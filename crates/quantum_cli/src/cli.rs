//! CLI argument definitions using clap derive macros.

use std::path::PathBuf;

use clap::{Args, Parser, Subcommand, ValueEnum};

/// Quantum Debugger — parallel-universe bug fixes from your terminal
#[derive(Parser)]
#[command(name = "qdbg", about, version, propagate_version = true)]
pub struct Cli {
    #[command(subcommand)]
    pub command: Command,

    /// Enable verbose output
    #[arg(short, long, global = true)]
    pub verbose: bool,

    /// Output format: text (human-readable) or json (machine-readable)
    #[arg(short, long, global = true, default_value = "text")]
    pub output: OutputFormat,
}

#[derive(Clone, Copy, Debug, Default, ValueEnum)]
pub enum OutputFormat {
    /// Colored terminal output for humans
    #[default]
    Text,
    /// Structured JSON for machine consumption
    Json,
}

#[derive(Subcommand)]
pub enum Command {
    /// Send a bug report across the multiverse and render the fixes
    Debug(DebugArgs),
    /// Browse, inspect and prune past debug sessions
    History {
        #[command(subcommand)]
        action: HistoryAction,
    },
    /// Inspect LLM providers
    Providers {
        #[command(subcommand)]
        action: ProvidersAction,
    },
}

#[derive(Args)]
pub struct DebugArgs {
    /// Programming language of the buggy code (e.g. python, rust)
    #[arg(short, long)]
    pub language: String,

    /// What goes wrong
    #[arg(short, long)]
    pub description: String,

    /// Path to the buggy source file
    #[arg(long, conflicts_with = "code")]
    pub code_file: Option<PathBuf>,

    /// Buggy code passed inline
    #[arg(long)]
    pub code: Option<String>,

    /// Error message or stack trace, if any
    #[arg(short, long)]
    pub error: Option<String>,

    /// Extra context (runtime, inputs, when it happens)
    #[arg(short = 'x', long)]
    pub context: Option<String>,

    /// Model to use (default: gemini-2.0-flash, or QDBG_MODEL)
    #[arg(short, long)]
    pub model: Option<String>,

    /// Do not save this session to history
    #[arg(long)]
    pub no_save: bool,
}

#[derive(Subcommand)]
pub enum HistoryAction {
    /// List saved sessions
    List,
    /// Show one session in full
    Show {
        /// Session id (full or unique prefix)
        id: String,
    },
    /// Delete a session by id
    Delete {
        /// Session id (full or unique prefix)
        id: String,
    },
    /// Delete all saved sessions
    Clear,
}

#[derive(Subcommand)]
pub enum ProvidersAction {
    /// List registered providers
    List,
    /// List models available from a provider
    Models {
        /// Provider ID (e.g. gemini)
        provider: String,
    },
}
use thiserror::Error;

#[derive(Error, Debug)]
pub enum Error {
    /// Required credential absent; raised before any network attempt.
    #[error("missing API key for provider '{0}'")]
    MissingApiKey(String),

    #[error("provider not found: {0}")]
    ProviderNotFound(String),

    /// Network-level failure (connect, timeout, body read).
    #[error(transparent)]
    Http(#[from] reqwest::Error),

    /// Non-success status from the provider API.
    #[error("provider error: {0}")]
    Provider(String),

    /// 2xx reply whose envelope is missing the expected fields.
    #[error("invalid response: {0}")]
    InvalidResponse(String),
}

impl Error {
    pub fn provider_error(message: impl Into<String>) -> Self {
        Self::Provider(message.into())
    }

    pub fn invalid_response(message: impl Into<String>) -> Self {
        Self::InvalidResponse(message.into())
    }

    /// Whether this failure happened at the transport/envelope layer, as
    /// opposed to configuration. Callers render the two differently.
    pub fn is_transport(&self) -> bool {
        matches!(
            self,
            Self::Http(_) | Self::Provider(_) | Self::InvalidResponse(_)
        )
    }
}

pub type Result<T> = std::result::Result<T, Error>;

#[cfg(test)]
mod tests {
    use super::*;

    #[test]
    fn test_missing_api_key_display() {
        let err = Error::MissingApiKey("gemini".to_string());
        assert_eq!(err.to_string(), "missing API key for provider 'gemini'");
        assert!(!err.is_transport());
    }

    #[test]
    fn test_provider_error_display() {
        let err = Error::provider_error("Gemini API error 403: forbidden");
        assert!(err.to_string().contains("403"));
        assert!(err.is_transport());
    }

    #[test]
    fn test_invalid_response_is_transport() {
        assert!(Error::invalid_response("no candidates").is_transport());
    }
}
————————
Would you report every line of the entries above containing the word "global"?

    #[arg(short, long, global = true)]
    #[arg(short, long, global = true, default_value = "text")]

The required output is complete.